Broken Horses by Brandi Carlile — Phenomenal. But you really need the audio and the hard copy to both hear and see the beauty that is this memor-ish (her words) book. (finished 5.31.21)
A Year of Ugly by Caroline Mackenzie — This book was so unlike what else I’ve been reading and I really appreciated both that and the view into the world of refugees and immigration that it gives. There is a sense of comedy and humor here which the author speaks to in the afterword, even though the subject(s) at hand is(are) quite real and serious. This one took me a while to finish but at no fault of the book itself.
A Long Petal of the Sea by Isabel Allende — This was a fantastic read and oddly related (geographically and through refugee storylines) to my previous novel, but that perhaps made this all the more meaningful for me. I also couldn’t shake how much the stories of political division within the book echoed what I feel here in our present day. I loved following such a sweeping scope of the main characters’ lives and seeing both them and their loves evolve over time.
The Kindred Spirits Supper Club by Amy Reichert — I found myself confused by this simple read several times with both the family tree/timeline of past lives + the back-and-forth of the main relationship. I appreciated the way anxiety was featured within the book but the hot/cold/just fine without smooth transitions between events left me wondering more than once if I had missed something.
Simmer Down by Sarah Smith — Girl meets boy with a side of Hawaii and food trucks (and steamy sex scenes and a helping of grief and mourning, too). This was just fine for a summer read. Being set in an off-the-beaten path venue with the unique cooking twist added to the fun.
Beth & Amy by Virginia Kantra — Even though I wasn’t enamored with Meg & Jo when I read it earlier this year (I think I’m too invested in and connected to those two characters from previous reads of Little Women), I picked up this sequel to give it a try and goodness, am I glad I did so. I enjoyed this book so much. I don’t know why exactly (beyond aforementioned emotional attachment, or rather, lack thereof) it was easier for me to see these two (little) women in a new and updated way but it was and I did and I liked it very much. I won’t give any spoilers except to say that I greatly appreciated Kantra’s modern depiction of Beth’s disease and illness. (finished 6.29.21)

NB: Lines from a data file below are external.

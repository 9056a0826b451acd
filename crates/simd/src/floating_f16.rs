// This software is licensed under a dual license model:
//
// GNU Affero General Public License v3 (AGPLv3): You may use, modify, and
// distribute this software under the terms of the AGPLv3.
//
// Elastic License v2 (ELv2): You may also use, modify, and distribute this
// software under the Elastic License v2, which has specific restrictions.
//
// We welcome any commercial collaboration or support. For inquiries
// regarding the licenses, please contact us at:
// vectorchord-inquiry@tensorchord.ai
//
// Copyright (c) 2025 TensorChord Inc.

use crate::{Floating, f16};

impl Floating for f16 {
    #[inline(always)]
    fn zero() -> Self {
        f16::ZERO
    }

    #[inline(always)]
    fn scalar_to_f32(self) -> f32 {
        self.to_f32()
    }

    #[inline(always)]
    fn reduce_max_of_abs_d_and_sum_of_d2(lhs: &[f16], rhs: &[f16]) -> (f32, f64) {
        reduce_max_of_abs_d_and_sum_of_d2::reduce_max_of_abs_d_and_sum_of_d2(lhs, rhs)
    }
}

pub mod reduce_max_of_abs_d_and_sum_of_d2 {
    use crate::accumulate::DiffAcc;
    use crate::f16;
    use crate::lane::{load, load_partial};

    #[inline]
    #[cfg(target_arch = "x86_64")]
    #[crate::target_cpu(enable = "v4")]
    pub fn reduce_max_of_abs_d_and_sum_of_d2_v4(lhs: &[f16], rhs: &[f16]) -> (f32, f64) {
        use crate::accumulate::DiffAccV4;
        use core::arch::x86_64::*;
        assert!(lhs.len() == rhs.len());
        let mut n = lhs.len();
        let mut a = lhs.as_ptr();
        let mut b = rhs.as_ptr();
        let mut acc = DiffAccV4::new();
        while n >= 16 {
            let x = unsafe { _mm512_cvtph_ps(_mm256_loadu_epi16(a.cast())) };
            let y = unsafe { _mm512_cvtph_ps(_mm256_loadu_epi16(b.cast())) };
            acc.add(x, y);
            (n, a, b) = unsafe { (n - 16, a.add(16), b.add(16)) };
        }
        if n > 0 {
            let mask = _bzhi_u32(0xffff, n as u32) as u16;
            let x = unsafe { _mm512_cvtph_ps(_mm256_maskz_loadu_epi16(mask, a.cast())) };
            let y = unsafe { _mm512_cvtph_ps(_mm256_maskz_loadu_epi16(mask, b.cast())) };
            acc.add(x, y);
        }
        acc.reduce()
    }

    #[cfg(all(target_arch = "x86_64", test))]
    #[test]
    #[cfg_attr(miri, ignore)]
    fn reduce_max_of_abs_d_and_sum_of_d2_v4_test() {
        if !crate::is_cpu_detected!("v4") {
            println!("test {} ... skipped (v4)", module_path!());
            return;
        }
        for (lhs, rhs) in tests::samples() {
            for z in 3984..4016 {
                let (lhs, rhs) = (&lhs[..z], &rhs[..z]);
                let specialized = unsafe { reduce_max_of_abs_d_and_sum_of_d2_v4(lhs, rhs) };
                tests::check(specialized, fallback(lhs, rhs));
            }
        }
        for (lhs, rhs) in tests::poisoned() {
            let specialized = unsafe { reduce_max_of_abs_d_and_sum_of_d2_v4(&lhs, &rhs) };
            tests::check_poisoned(specialized, fallback(&lhs, &rhs));
        }
    }

    #[inline]
    #[cfg(target_arch = "x86_64")]
    #[crate::target_cpu(enable = "v3")]
    pub fn reduce_max_of_abs_d_and_sum_of_d2_v3(lhs: &[f16], rhs: &[f16]) -> (f32, f64) {
        use crate::accumulate::DiffAccV3;
        use crate::lane::load_partial_f16_v3;
        use core::arch::x86_64::*;
        assert!(lhs.len() == rhs.len());
        let mut n = lhs.len();
        let mut a = lhs.as_ptr();
        let mut b = rhs.as_ptr();
        let mut acc = DiffAccV3::new();
        while n >= 8 {
            let x = unsafe { _mm256_cvtph_ps(_mm_loadu_si128(a.cast())) };
            let y = unsafe { _mm256_cvtph_ps(_mm_loadu_si128(b.cast())) };
            acc.add(x, y);
            (n, a, b) = unsafe { (n - 8, a.add(8), b.add(8)) };
        }
        if n > 0 {
            let tail = lhs.len() - n;
            let (x, y) = load_partial_f16_v3(&lhs[tail..], &rhs[tail..]);
            acc.add(x, y);
        }
        acc.reduce()
    }

    #[cfg(all(target_arch = "x86_64", test))]
    #[test]
    #[cfg_attr(miri, ignore)]
    fn reduce_max_of_abs_d_and_sum_of_d2_v3_test() {
        if !crate::is_cpu_detected!("v3") {
            println!("test {} ... skipped (v3)", module_path!());
            return;
        }
        for (lhs, rhs) in tests::samples() {
            for z in 3984..4016 {
                let (lhs, rhs) = (&lhs[..z], &rhs[..z]);
                let specialized = unsafe { reduce_max_of_abs_d_and_sum_of_d2_v3(lhs, rhs) };
                tests::check(specialized, fallback(lhs, rhs));
            }
        }
        for (lhs, rhs) in tests::poisoned() {
            let specialized = unsafe { reduce_max_of_abs_d_and_sum_of_d2_v3(&lhs, &rhs) };
            tests::check_poisoned(specialized, fallback(&lhs, &rhs));
        }
    }

    // no stable f16 conversion intrinsics on v2 and a2, so these get the
    // autovectorized body
    #[crate::multiversion(@"v4", @"v3", "v2", "a2")]
    pub fn reduce_max_of_abs_d_and_sum_of_d2(lhs: &[f16], rhs: &[f16]) -> (f32, f64) {
        assert!(lhs.len() == rhs.len());
        let mut acc = DiffAcc::<8>::new();
        let x = lhs.chunks_exact(8);
        let y = rhs.chunks_exact(8);
        let (x_tail, y_tail) = (x.remainder(), y.remainder());
        for (x, y) in x.zip(y) {
            acc.add(load(x), load(y));
        }
        if !x_tail.is_empty() {
            let (x, y) = load_partial(x_tail, y_tail);
            acc.add(x, y);
        }
        acc.reduce()
    }


    #[test]
    fn reduce_max_of_abs_d_and_sum_of_d2_matches_promoted_f32() {
        use rand::Rng;
        let mut rng = rand::rng();
        for n in [1, 7, 8, 9, 15, 16, 17, 255, 1031] {
            let lhs = (0..n)
                .map(|_| f16::from_f32(rng.random_range(-8.0..=8.0)))
                .collect::<Vec<_>>();
            let rhs = (0..n)
                .map(|_| f16::from_f32(rng.random_range(-8.0..=8.0)))
                .collect::<Vec<_>>();
            let wide_lhs = lhs.iter().map(|x| x.to_f32()).collect::<Vec<_>>();
            let wide_rhs = rhs.iter().map(|x| x.to_f32()).collect::<Vec<_>>();
            let half = reduce_max_of_abs_d_and_sum_of_d2(&lhs, &rhs);
            let single =
                <f32 as crate::Floating>::reduce_max_of_abs_d_and_sum_of_d2(&wide_lhs, &wide_rhs);
            assert_eq!(half.0, single.0, "n = {n}");
            assert!(
                (half.1 - single.1).abs() <= 1e-5 * single.1.max(1.0),
                "n = {n}, half = {half:?}, single = {single:?}"
            );
        }
    }
}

51. The Worst Best Man by Mia Sosa –The wedding planner/formally knowing each other side(s) of things made for an entertaining take on this standard romance read.
52. People We Meet on Vacation by Emily Henry — I loved the way this was written and that it didn’t follow a classic story structure for romance or a beach read. The back and forth in time POV from the narrator was done in an unpredictable way which made the reading go so quickly and also kept me waiting to see what would(had) happen(ed) in a non-cloying way.
53. The Lost and Found Bookshop by Susan Wiggs — I liked the sort-of mystery that went along with this book and that it didn’t fall into beach read romance territory. The language of the various narration felt stilted to me at times and I actually thought more depth/something sinister was going on at first, but in the end, I appreciated the way things came together and how various storylines were completed. (finished 7/9/21)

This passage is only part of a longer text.